Thank You's to all of you that didn't take this post the wrong way, as I didn't really mean to offend anyone, just bring things to the light. Don't get me wrong about how I stated things, like the whole "don't let your kids think they are special" thing. Everyone is special, but the way I meant it I was meaning don't let your kids think they are better than anyone else
I realize that as a parent, you feel you need to protect your child by any means necessary. There's a difference between letting them know they shouldn't be in a smoke-filled room, and not letting them play in the grass though. There are just some things that you shouldn't be so protective about. You need to be strong and brave for your child so they too, can learn from you and take after that attitude. They learn what they know because of you.
I applaud you people that have CF and are putting work into bettering yourselves. We know how hard it is on us, but the result is better quality of life..we're working for something. To the parents that know what I'm trying to say with all of this and do the same with their children, thank you and keep up the good work.
To Ms. Tanner's mom (MYBOY), I think that is awesome how you do with your boy. -- "I am probably harder on my son when it comes to exercise and compliance doing his treatments. If he whines about his vest and wants a break from it - I tell him only if he goes out and runs. We sometimes go run the track and stairs as a family." You gotta be a little hard on him when it comes to the treatments, because that is what teaches them when they're young that they have to do all they can to maintain themselves. After they grow up and leave your house, the direction they take Health-Wise is their choice, but they can't say you didn't give them the tools they needed to build their fort.

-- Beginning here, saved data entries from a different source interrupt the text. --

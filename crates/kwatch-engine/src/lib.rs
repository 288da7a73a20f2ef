//! Kwatch: keyword notification engine for chat-style message streams.
//!
//! This crate turns a stream of platform messages into per-user
//! notifications: users register keyword or regex subscriptions and the
//! engine matches, filters, deduplicates, batches, delays, renders, and
//! delivers.
//!
//! ## Pipeline
//!
//! - [`EngineHandle`] - Assembled pipeline: ingest messages, run commands,
//!   read metrics, shut down
//! - [`Matcher`] - Evaluates messages against registered subscriptions
//! - [`Deduplicator`] - Suppresses repeated matches within a time window
//! - [`Aggregator`] - Batches matches into aggregated notifications
//! - [`DelayScheduler`] - Holds notifications until their ready time
//! - [`Formatter`] - Renders notification text from templates
//! - [`Dispatcher`] - Rate-checks, retries, and delivers
//!
//! ## Registries
//!
//! - [`SubscriptionRegistry`] - Owns all subscriptions, write-through to a
//!   [`SubscriptionStore`]
//! - [`SourceRegistry`] - Per-owner monitored source lists
//! - [`SenderBlacklist`] - Per-owner blocked senders
//! - [`QuotaLedger`] - Subscription ceilings and notification rate windows
//!
//! ## Integration points
//!
//! - [`Notifier`] - Outbound delivery seam; implement for your platform
//! - [`SubscriptionStore`] - Persistence seam; [`JsonFileStore`] and
//!   [`MemoryStore`] are provided
//! - [`CommandService`] - Typed command surface for user requests

pub mod aggregator;
pub mod commands;
pub mod config;
pub mod dedup;
pub mod delay;
pub mod dispatcher;
pub mod engine;
pub mod error;
pub mod filter;
pub mod formatter;
pub mod matcher;
pub mod message;
pub mod metrics;
pub mod quota;
pub mod sender;
pub mod sources;
pub mod storage;
pub mod subscription;

pub use aggregator::Aggregator;
pub use commands::{Command, CommandService};
pub use config::{EngineConfig, FormatFlags};
pub use dedup::Deduplicator;
pub use delay::DelayScheduler;
pub use dispatcher::{Dispatcher, OperatorAlert};
pub use engine::EngineHandle;
pub use error::{Error, Result};
pub use filter::{HourRange, SubscriptionFilters};
pub use formatter::Formatter;
pub use matcher::Matcher;
pub use message::{
    ContentType, IncomingMessage, MatchEvent, NotificationPayload, SenderKind, SourceKind,
};
pub use metrics::{EngineMetrics, MetricsSnapshot, OwnerStats};
pub use quota::QuotaLedger;
pub use sender::{ConsoleNotifier, Notifier, SendError, SendOptions};
pub use sources::{SenderBlacklist, SourceRegistry};
pub use storage::{JsonFileStore, MemoryStore, StoredSubscription, SubscriptionStore};
pub use subscription::{
    CompiledPattern, DeliveryPolicy, Subscription, SubscriptionKind, SubscriptionRegistry,
};
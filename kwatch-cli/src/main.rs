mod cli;
mod config;

use std::process;
use std::sync::Arc;

use anyhow::Result;
use clap::Parser;
use tokio::io::{AsyncBufReadExt, BufReader};
use tracing::{error, info, warn};
use tracing_subscriber::EnvFilter;

use kwatch_engine::{
    Command, CommandService, ConsoleNotifier, EngineHandle, EngineMetrics, IncomingMessage,
    JsonFileStore, QuotaLedger, SenderBlacklist, SourceRegistry, SubscriptionKind,
    SubscriptionRegistry,
};

use crate::cli::{Args, Commands};
use crate::config::AppConfig;

/// Default log filter directive.
const DEFAULT_LOG_FILTER: &str = "kwatch=info,kwatch_engine=info";

#[tokio::main]
async fn main() {
    tracing_subscriber::fmt()
        .with_env_filter(
            EnvFilter::try_from_default_env()
                .unwrap_or_else(|_| EnvFilter::new(DEFAULT_LOG_FILTER)),
        )
        .init();

    let args = Args::parse();
    if let Err(e) = run(args).await {
        error!("{e:#}");
        process::exit(1);
    }
}

async fn run(args: Args) -> Result<()> {
    let config = AppConfig::load(args.config.as_deref())?;

    match args.command {
        Commands::Run => run_engine(config).await,
        Commands::Add {
            owner,
            pattern,
            regex,
        } => {
            let kind = if regex {
                SubscriptionKind::Regex
            } else {
                SubscriptionKind::Literal
            };
            execute(
                &config,
                Command::Subscribe {
                    owner_id: owner,
                    pattern,
                    kind,
                    filters: Default::default(),
                },
            )
            .await
        }
        Commands::Remove { owner, pattern } => {
            execute(
                &config,
                Command::Unsubscribe {
                    owner_id: owner,
                    pattern,
                },
            )
            .await
        }
        Commands::List { owner } => execute(&config, Command::List { owner_id: owner }).await,
        Commands::Stats { owner } => execute(&config, Command::Stats { owner_id: owner }).await,
        Commands::CheckConfig => {
            println!("{}", toml::to_string_pretty(&config)?);
            Ok(())
        }
    }
}

/// Run one command against the subscription store, without starting the
/// pipeline.
async fn execute(config: &AppConfig, command: Command) -> Result<()> {
    let service = command_service(config).await?;
    let reply = service.execute(command).await?;
    println!("{reply}");
    Ok(())
}

async fn command_service(config: &AppConfig) -> Result<Arc<CommandService>> {
    let quotas = Arc::new(QuotaLedger::new());
    let sources = Arc::new(SourceRegistry::new());
    let blacklist = Arc::new(SenderBlacklist::new());
    let registry = Arc::new(SubscriptionRegistry::new(
        quotas.clone(),
        Arc::new(JsonFileStore::new(&config.store_path)),
        sources.clone(),
        blacklist.clone(),
        config.engine.monitor.max_keywords_per_user,
    ));
    registry.load_from_store().await?;
    Ok(Arc::new(CommandService::new(
        registry,
        sources,
        blacklist,
        quotas,
        Arc::new(EngineMetrics::new()),
        config.engine.clone(),
    )))
}

/// Run the pipeline, feeding it JSON-line messages from stdin.
async fn run_engine(config: AppConfig) -> Result<()> {
    info!(store = %config.store_path.display(), "starting engine");
    let handle = EngineHandle::start(
        config.engine,
        Arc::new(JsonFileStore::new(&config.store_path)),
        Arc::new(ConsoleNotifier),
    )
    .await?;

    let mut alerts = handle.alerts();
    tokio::spawn(async move {
        while let Ok(alert) = alerts.recv().await {
            warn!(
                owner_id = alert.owner_id,
                subscription_id = alert.subscription_id,
                reason = %alert.reason,
                "delivery problem"
            );
        }
    });

    let mut lines = BufReader::new(tokio::io::stdin()).lines();
    let ctrl_c = tokio::signal::ctrl_c();
    tokio::pin!(ctrl_c);

    loop {
        tokio::select! {
            _ = &mut ctrl_c => {
                info!("interrupt received");
                break;
            }
            line = lines.next_line() => match line? {
                Some(line) => {
                    let line = line.trim();
                    if line.is_empty() {
                        continue;
                    }
                    match serde_json::from_str::<IncomingMessage>(line) {
                        Ok(message) => {
                            handle.on_message(message);
                        }
                        Err(e) => warn!("skipping unparseable message record: {e}"),
                    }
                }
                None => {
                    info!("input stream ended");
                    break;
                }
            },
        }
    }

    let snapshot = handle.metrics();
    handle.shutdown().await;
    println!("{}", serde_json::to_string_pretty(&snapshot)?);
    Ok(())
}
//! Per-user quota counters.
//!
//! The registry reports subscription counts through here (the ceiling
//! itself is enforced under the registry's entry lock); the notification
//! rate ceiling is checked by the dispatcher before each send. The rate
//! ceiling uses a fixed window: the counter resets at the window boundary,
//! and only delivered notifications stay counted.

use dashmap::DashMap;
use tokio::time::Instant;
use std::time::Duration;

/// Counters tracked per user.
#[derive(Debug)]
pub struct QuotaCounters {
    pub subscription_count: usize,
    pub sent_in_window: u32,
    pub window_started: Instant,
}

impl QuotaCounters {
    fn new() -> Self {
        Self {
            subscription_count: 0,
            sent_in_window: 0,
            window_started: Instant::now(),
        }
    }
}

/// Keyed quota state. Each user's counters live under their own map entry,
/// so one user's traffic never contends with another's.
#[derive(Debug, Default)]
pub struct QuotaLedger {
    counters: DashMap<i64, QuotaCounters>,
}

impl QuotaLedger {
    pub fn new() -> Self {
        Self::default()
    }

    /// Current subscription count for a user.
    pub fn subscription_count(&self, owner_id: i64) -> usize {
        self.counters
            .get(&owner_id)
            .map(|c| c.subscription_count)
            .unwrap_or(0)
    }

    /// Record a subscription being added.
    pub fn on_subscription_added(&self, owner_id: i64) {
        self.counters
            .entry(owner_id)
            .or_insert_with(QuotaCounters::new)
            .subscription_count += 1;
    }

    /// Record a subscription being removed.
    pub fn on_subscription_removed(&self, owner_id: i64) {
        if let Some(mut entry) = self.counters.get_mut(&owner_id) {
            entry.subscription_count = entry.subscription_count.saturating_sub(1);
        }
    }

    /// Try to consume one notification slot in the user's current window.
    ///
    /// Returns `false` when the fixed-window ceiling is hit; the caller
    /// drops the notification without retrying.
    pub fn try_acquire_send(&self, owner_id: i64, ceiling: u32, window: Duration) -> bool {
        let mut entry = self
            .counters
            .entry(owner_id)
            .or_insert_with(QuotaCounters::new);

        let now = Instant::now();
        if now.duration_since(entry.window_started) >= window {
            entry.sent_in_window = 0;
            entry.window_started = now;
        }

        if entry.sent_in_window >= ceiling {
            return false;
        }
        entry.sent_in_window += 1;
        true
    }

    /// Return a slot acquired for a send that ultimately failed, so the
    /// window only ever counts delivered notifications.
    ///
    /// A slot released after its window rolled over decrements the fresh
    /// counter instead; the error there is at most one notification and
    /// only in the permissive direction.
    pub fn release_send(&self, owner_id: i64) {
        if let Some(mut entry) = self.counters.get_mut(&owner_id) {
            entry.sent_in_window = entry.sent_in_window.saturating_sub(1);
        }
    }

    /// Notifications sent in the user's current window.
    pub fn sent_in_window(&self, owner_id: i64) -> u32 {
        self.counters
            .get(&owner_id)
            .map(|c| c.sent_in_window)
            .unwrap_or(0)
    }
}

I DID try to suggest a few things parents could try to do differently, when I said things like..."They (my parents) would tell me, 'Look, you have Cystic Fibrosis. You'll go through this and that, you'll have to do this and that. Realize that this does not make you ANY BETTER than anybody, and it makes you NO LESS than anybody. Live like you're a normal kid, just know what you have to do to maintain yourself, because one day, we might not be here to look after you and the world is mostly cold", and "What you should be telling them is, 'Son(or daughter), what you see all these other kids doing, running, jumping, all of that, if you think you can do it, try it. If you try it and don't think you took it very well or need to take it a little easy, its ok for you to sit out if you need to, but atleast you tried it. Don't ever let anyone tell you what you can or can't do, prove it to YOURSELF." So if you don't understand the purpose of this post, I don't know what to say. I was just trying to let off some feelings I had.
To Ms. Tammy, (tammykrumey), I definitely agree with the things you try to keep your kids away from. If they are things that are known to cause something so big, always keep them away from that sort of thing. I'm not going to take my kid to my brother's house if his kid has Cepacia, either. Like I said before, and I think you can feel exactly what I mean when I said, you gotta draw the line on what you protect them from somewhere. I hope I didn't make my own parents come off as non-caring, they just knew where to draw the line by talking to me about how I felt about our situation. What you do here with your own children, Ms. Tammy, sounds like something my parents would've done for me too.
Ms. Joanne, (mousesmom), I really feel your last little section in your post about life and your opinion. Exactly right, we all die sometime, great people before our time have told us and showed us not to be afraid. Jenna (jennastroitzel), thank you for understanding what I meant to send out with my original post. I didn't mean to come out and attack any parents, just let them know that a few things that they do are not right, nor are they good for their children with CF. Hopefully their kids are still young enough that they can make a few changes to how they treat them.
Ms. Liza (Ratatosk), Lol at the rodeo clown thing. Oh no, I didn't mean shatter your kids' dreams and be cruel to them(lol), what I meant was do what you can to make them feel as normal as any other child their age. Who knows, maybe he can keep himself healthy enough to do what he ultimately wants to do in life...and hopefully that WILL be the turnout.
I took the time to read all of the posts and I'm glad you all took the time to read mine as well. Once again, to the parents and CF'ers that can feel what I'm saying and get my point,BIG THANKS and keep doing what you do. To the people who might've read my post and thought, "Wow, maybe there ARE a few things that I could change about my ways...", that's awesome, and what I really wanted to achieve here. To those who didn't take it the wrong way, BIG THANKS. If you don't understand what I'm trying to send out here, either my thoughts and writing style aren't too clear, or....I don't know. Just look at other people's posts and maybe you can draw something from that. Once again, I didn't mean to offend you parents of kids with CF, after all, MY parents are parents of a CF patient too.